In 15 minutes both priests had consumed all the vadais that had been made for the morning. The other priests and the family who had to eat after the priests all decided to forego their share of vadais to help the ladies in their noble cause !! They had finished 50-60 vadais each !! and were asking for more. While the frantic ladies were parallel processing vadais on multiple stoves, the priests were going about demolishing them even faster!! I can only imagine them beating their chests, a la "king kong" style with every additional set of vadais safely tucked in their tummies.
This keeps going for almost an hour and a half and by this time they are both pretty full. But their "bloated" egos, wouldnt let them concede victory to the other and they keep asking for more. In those days, the priests word was absolute and the family had no choice but to oblige. But by now, a crowd has gathered to witness what has now turned into a local sporting event !
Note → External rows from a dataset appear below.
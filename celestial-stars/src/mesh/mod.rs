//! Recursive geodesic triangulation of the celestial sphere.
//!
//! The mesh starts from an icosahedron with vertices at both celestial poles
//! (20 root triangles) and subdivides every triangle into four, `depth`
//! times. For a parent with corners `(c0, c1, c2)` and edge midpoints
//! `t0 = mid(c1, c2)`, `t1 = mid(c2, c0)`, `t2 = mid(c0, c1)` the children are
//!
//! ```text
//! 0: (c0, t2, t1)   1: (t2, c1, t0)   2: (t1, t0, c2)   3: (t0, t1, t2)
//! ```
//!
//! Child 3 is the central sub-triangle; it inherits the parent's center.
//! All triangles are counter-clockwise seen from outside the sphere.
//!
//! Every node carries a local tangent basis (`center`, `axis0`, `axis1`) used
//! to pack star positions as small integers, its angular size (used to pad
//! search radii) and the tangent-plane extent of its corners (used to derive
//! the packed-coordinate scale). The mesh is built once per catalog and
//! shared through `Arc` by every layer.

pub mod cap;
mod zone;

pub use cap::SphericalCap;
pub use zone::{zone_count, ZoneId, ROOT_TRIANGLES};

use crate::error::{CatalogError, Result};
use crate::geometry::Vector3;
use std::collections::HashMap;

/// Deepest mesh the engine will build. Level 10 already holds ~28 million
/// triangles.
pub const MAX_DEPTH: u32 = 10;

/// One node of the mesh.
#[derive(Debug, Clone)]
pub struct Triangle {
    /// Indices into the mesh vertex table.
    pub corners: [u32; 3],
    pub center: Vector3,
    /// Eastward tangent at `center`.
    pub axis0: Vector3,
    /// Northward tangent at `center`.
    pub axis1: Vector3,
    /// Longest edge, as an angle in radians.
    pub size: f64,
    /// Largest gnomonic tangent-plane coordinate of any corner.
    pub extent: f64,
}

impl Triangle {
    /// Tangent-plane coordinates of `p` in this triangle's basis.
    pub fn project(&self, p: &Vector3) -> (f64, f64) {
        let w = p.dot(&self.center);
        (p.dot(&self.axis0) / w, p.dot(&self.axis1) / w)
    }

    /// Direction for tangent-plane coordinates `(u, v)`.
    pub fn unproject(&self, u: f64, v: f64) -> Vector3 {
        (self.center + self.axis0 * u + self.axis1 * v).normalize()
    }
}

pub struct Mesh {
    depth: u32,
    vertices: Vec<Vector3>,
    levels: Vec<Vec<Triangle>>,
    max_size: Vec<f64>,
}

impl Mesh {
    /// Builds all levels `0..=depth`. Cost is `O(4^depth)`.
    pub fn build(depth: u32) -> Result<Self> {
        if depth > MAX_DEPTH {
            return Err(CatalogError::UnsupportedDepth {
                depth,
                max: MAX_DEPTH,
            });
        }

        let mut vertices = icosahedron_vertices();
        let roots: Vec<Triangle> = ICOSAHEDRON_FACES
            .iter()
            .map(|&corners| {
                let center = centroid(&vertices, corners);
                make_triangle(&vertices, corners, center)
            })
            .collect();

        let mut levels = Vec::with_capacity(depth as usize + 1);
        levels.push(roots);

        for level in 0..depth as usize {
            let parents = &levels[level];
            let mut children = Vec::with_capacity(parents.len() * 4);
            let mut midpoints: HashMap<(u32, u32), u32> = HashMap::with_capacity(parents.len() * 2);

            for parent in parents {
                let [c0, c1, c2] = parent.corners;
                let t0 = midpoint(&mut vertices, &mut midpoints, c1, c2);
                let t1 = midpoint(&mut vertices, &mut midpoints, c2, c0);
                let t2 = midpoint(&mut vertices, &mut midpoints, c0, c1);

                for corners in [[c0, t2, t1], [t2, c1, t0], [t1, t0, c2]] {
                    let center = centroid(&vertices, corners);
                    children.push(make_triangle(&vertices, corners, center));
                }
                children.push(make_triangle(&vertices, [t0, t1, t2], parent.center));
            }
            levels.push(children);
        }

        let max_size = levels
            .iter()
            .map(|tris| tris.iter().map(|t| t.size).fold(0.0, f64::max))
            .collect();

        log::debug!(
            "Built geodesic mesh: depth {}, {} vertices, {} leaf zones",
            depth,
            vertices.len(),
            zone_count(depth)
        );

        Ok(Self {
            depth,
            vertices,
            levels,
            max_size,
        })
    }

    pub fn depth(&self) -> u32 {
        self.depth
    }

    pub fn zone_count(&self, level: u32) -> usize {
        zone_count(level)
    }

    /// All triangles of `level`, indexed by zone.
    pub fn triangles(&self, level: u32) -> &[Triangle] {
        &self.levels[level as usize]
    }

    pub fn triangle(&self, level: u32, index: usize) -> &Triangle {
        &self.levels[level as usize][index]
    }

    pub fn vertex(&self, index: u32) -> Vector3 {
        self.vertices[index as usize]
    }

    pub fn vertex_count(&self) -> usize {
        self.vertices.len()
    }

    pub fn corners(&self, triangle: &Triangle) -> [Vector3; 3] {
        triangle.corners.map(|i| self.vertices[i as usize])
    }

    /// Largest triangle edge at `level`, in radians.
    pub fn max_triangle_size(&self, level: u32) -> f64 {
        self.max_size[level as usize]
    }

    /// Zone at `level` containing `direction` (need not be normalized).
    ///
    /// Descends from the root triangle containing the direction. Points on a
    /// shared edge resolve to whichever neighbour wins the containment
    /// margin, so every direction maps to exactly one zone. A `level` deeper
    /// than the mesh is clamped to [`depth`](Self::depth).
    pub fn locate(&self, direction: &Vector3, level: u32) -> usize {
        let level = level.min(self.depth);
        let p = direction.normalize();
        let mut best = best_candidate(self, 0, 0..ROOT_TRIANGLES, &p);
        for l in 1..=level {
            let first = best << 2;
            best = best_candidate(self, l, first..first + 4, &p);
        }
        best
    }

    /// Whether `direction` lies inside (or on the boundary of) a triangle.
    pub fn contains(&self, triangle: &Triangle, direction: &Vector3) -> bool {
        self.containment_margin(triangle, direction) >= -1e-12
    }

    /// Smallest signed distance (as a sine) from `p` to the great circles of
    /// the triangle's edges; non-negative inside.
    fn containment_margin(&self, triangle: &Triangle, p: &Vector3) -> f64 {
        let [a, b, c] = self.corners(triangle);
        [(a, b), (b, c), (c, a)]
            .iter()
            .map(|(u, v)| u.cross(v).normalize().dot(p))
            .fold(f64::INFINITY, f64::min)
    }
}

fn best_candidate(mesh: &Mesh, level: u32, range: std::ops::Range<usize>, p: &Vector3) -> usize {
    let triangles = mesh.triangles(level);
    let mut best = range.start;
    let mut best_margin = f64::NEG_INFINITY;
    for index in range {
        let margin = mesh.containment_margin(&triangles[index], p);
        if margin > best_margin {
            best = index;
            best_margin = margin;
        }
    }
    best
}

const ICOSAHEDRON_FACES: [[u32; 3]; 20] = [
    [0, 1, 2],
    [0, 2, 3],
    [0, 3, 4],
    [0, 4, 5],
    [0, 5, 1],
    [1, 6, 2],
    [2, 7, 3],
    [3, 8, 4],
    [4, 9, 5],
    [5, 10, 1],
    [6, 7, 2],
    [7, 8, 3],
    [8, 9, 4],
    [9, 10, 5],
    [10, 6, 1],
    [11, 7, 6],
    [11, 8, 7],
    [11, 9, 8],
    [11, 10, 9],
    [11, 6, 10],
];

/// North pole, upper ring at ra = 0°, 72°, ..., lower ring offset by 36°,
/// south pole.
fn icosahedron_vertices() -> Vec<Vector3> {
    let ring_dec = libm::atan(0.5);
    let mut vertices = Vec::with_capacity(12);
    vertices.push(Vector3::z_axis());
    for k in 0..5 {
        vertices.push(Vector3::from_spherical((72.0 * k as f64).to_radians(), ring_dec));
    }
    for k in 0..5 {
        vertices.push(Vector3::from_spherical((36.0 + 72.0 * k as f64).to_radians(), -ring_dec));
    }
    vertices.push(-Vector3::z_axis());
    vertices
}

fn centroid(vertices: &[Vector3], corners: [u32; 3]) -> Vector3 {
    let [a, b, c] = corners.map(|i| vertices[i as usize]);
    (a + b + c).normalize()
}

fn midpoint(
    vertices: &mut Vec<Vector3>,
    cache: &mut HashMap<(u32, u32), u32>,
    a: u32,
    b: u32,
) -> u32 {
    let key = (a.min(b), a.max(b));
    *cache.entry(key).or_insert_with(|| {
        let mid = (vertices[a as usize] + vertices[b as usize]).normalize();
        vertices.push(mid);
        (vertices.len() - 1) as u32
    })
}

/// East/north tangent basis at `center`. Only a center on the polar axis
/// has no east direction; that cannot occur for an interior point of a mesh
/// with vertices at the poles, but the x axis stands in if it ever does.
fn local_basis(center: &Vector3) -> (Vector3, Vector3) {
    let east = Vector3::z_axis().cross(center);
    let axis0 = if east.magnitude_squared() > 1e-24 {
        east.normalize()
    } else {
        Vector3::x_axis().cross(center).normalize()
    };
    let axis1 = center.cross(&axis0);
    (axis0, axis1)
}

fn make_triangle(vertices: &[Vector3], corners: [u32; 3], center: Vector3) -> Triangle {
    let (axis0, axis1) = local_basis(&center);
    let pts = corners.map(|i| vertices[i as usize]);

    let size = [(0, 1), (1, 2), (2, 0)]
        .iter()
        .map(|&(i, j)| pts[i].angle_to(&pts[j]))
        .fold(0.0, f64::max);

    let extent = pts
        .iter()
        .map(|p| {
            let w = p.dot(&center);
            (p.dot(&axis0).abs() / w).max(p.dot(&axis1).abs() / w)
        })
        .fold(0.0, f64::max);

    Triangle {
        corners,
        center,
        axis0,
        axis1,
        size,
        extent,
    }
}

#[cfg(test)]
mod tests {
    use super::*;

    #[test]
    fn test_root_level_shape() {
        let mesh = Mesh::build(0).unwrap();
        assert_eq!(mesh.triangles(0).len(), 20);
        assert_eq!(mesh.vertex_count(), 12);
        let expected = libm::acos(1.0 / 5.0_f64.sqrt());
        assert!((mesh.max_triangle_size(0) - expected).abs() < 1e-12);
    }

    #[test]
    fn test_level_sizes_and_shared_vertices() {
        let mesh = Mesh::build(3).unwrap();
        for level in 0..=3 {
            assert_eq!(mesh.triangles(level).len(), zone_count(level));
        }
        // Euler: V = 10·4^d + 2 for a subdivided icosahedron.
        assert_eq!(mesh.vertex_count(), 10 * 64 + 2);
    }

    #[test]
    fn test_rejects_excessive_depth() {
        match Mesh::build(MAX_DEPTH + 1) {
            Err(CatalogError::UnsupportedDepth { depth, .. }) => assert_eq!(depth, MAX_DEPTH + 1),
            Err(e) => panic!("unexpected error: {}", e),
            Ok(_) => panic!("expected error"),
        }
    }

    #[test]
    fn test_basis_orthonormal() {
        let mesh = Mesh::build(3).unwrap();
        for level in 0..=3 {
            for t in mesh.triangles(level) {
                assert!((t.center.magnitude() - 1.0).abs() < 1e-12);
                assert!((t.axis0.magnitude() - 1.0).abs() < 1e-12);
                assert!((t.axis1.magnitude() - 1.0).abs() < 1e-12);
                assert!(t.axis0.dot(&t.axis1).abs() < 1e-12);
                assert!(t.axis0.dot(&t.center).abs() < 1e-12);
                assert!(t.axis1.dot(&t.center).abs() < 1e-12);
                assert!(t.axis1.z >= -1e-12, "axis1 should point north");
            }
        }
    }

    #[test]
    fn test_center_is_inside_and_close_to_centroid() {
        let mesh = Mesh::build(3).unwrap();
        for level in 0..=3 {
            for t in mesh.triangles(level) {
                assert!(mesh.contains(t, &t.center));
                let [a, b, c] = mesh.corners(t);
                let centroid = (a + b + c).normalize();
                assert!(centroid.angle_to(&t.center) < 0.1 * t.size);
            }
        }
    }

    #[test]
    fn test_children_shrink() {
        let mesh = Mesh::build(4).unwrap();
        for level in 1..=4 {
            let ratio = mesh.max_triangle_size(level) / mesh.max_triangle_size(level - 1);
            assert!(ratio > 0.45 && ratio < 0.6, "level {} ratio {}", level, ratio);
        }
    }

    #[test]
    fn test_locate_returns_own_center() {
        let mesh = Mesh::build(3).unwrap();
        for level in 0..=3 {
            for (index, t) in mesh.triangles(level).iter().enumerate() {
                assert_eq!(mesh.locate(&t.center, level), index, "level {}", level);
            }
        }
    }

    #[test]
    fn test_locate_consistent_across_levels() {
        let mesh = Mesh::build(4).unwrap();
        let p = Vector3::from_spherical(1.234, -0.456);
        let leaf = mesh.locate(&p, 4);
        for level in 0..4 {
            assert_eq!(mesh.locate(&p, level), leaf >> (2 * (4 - level)));
        }
        assert!(mesh.contains(mesh.triangle(4, leaf), &p));
    }

    #[test]
    fn test_locate_clamps_to_mesh_depth() {
        let mesh = Mesh::build(2).unwrap();
        let p = Vector3::from_spherical(4.0, 0.7);
        let leaf = mesh.locate(&p, 2);
        assert_eq!(mesh.locate(&p, 3), leaf);
        assert_eq!(mesh.locate(&p, MAX_DEPTH + 5), leaf);
    }

    #[test]
    fn test_locate_poles() {
        let mesh = Mesh::build(2).unwrap();
        let north = mesh.locate(&Vector3::z_axis(), 2);
        assert!(mesh.contains(mesh.triangle(2, north), &Vector3::z_axis()));
        let south = mesh.locate(&-Vector3::z_axis(), 2);
        assert!(mesh.contains(mesh.triangle(2, south), &-Vector3::z_axis()));
    }

    #[test]
    fn test_extent_bounds_corners() {
        let mesh = Mesh::build(2).unwrap();
        for t in mesh.triangles(2) {
            for corner in mesh.corners(t) {
                let (u, v) = t.project(&corner);
                assert!(u.abs() <= t.extent + 1e-12);
                assert!(v.abs() <= t.extent + 1e-12);
            }
        }
    }

    #[test]
    fn test_project_unproject() {
        let mesh = Mesh::build(2).unwrap();
        let t = mesh.triangle(2, 100);
        let [a, b, c] = mesh.corners(t);
        let p = (a * 0.2 + b * 0.3 + c * 0.5).normalize();
        let (u, v) = t.project(&p);
        assert!(t.unproject(u, v).angle_to(&p) < 1e-14);
    }
}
The local medicine man was put on standby as the family did not want a dead priest to commemorate their grandfathers anniversary! They were both in the nineties (I mean the number of vadais, not their age)and struggling. At this point one of the priests makes it to a hundred vadais and stops. He can hardly speak. But he looks at the other one for a response and starts to throw up violently.
So the other priest wants to top the 100 with 101 vadais. He finishes it (picture it in slow motion) and collapses right there ! His pulse starts to drop and pandemonium breaks out.. What happened next ?
The local doctor (medicine man), asked the priests near lifeless body to be taken to the river. He then asked two or three guys to hold the priest by the shoulder, facing the river where the currents were strongest.. 15 minutes later (as my grandfather tells me), the priest burst his "over pressure relief valve" located in his rear and out came the vadais (digested or otherwise) and with a choke he woke up !! The local doctor saved the day !!
Luckily both the priests survived the competition ! Even today you can go to south Indian brahmin family "srartham"s and watch the priests in action. At the end of the day there is something to be said for watching a man eat and show how happy he is.. When they bless you, they bless you with all their heart, or should I say stomachs ?!?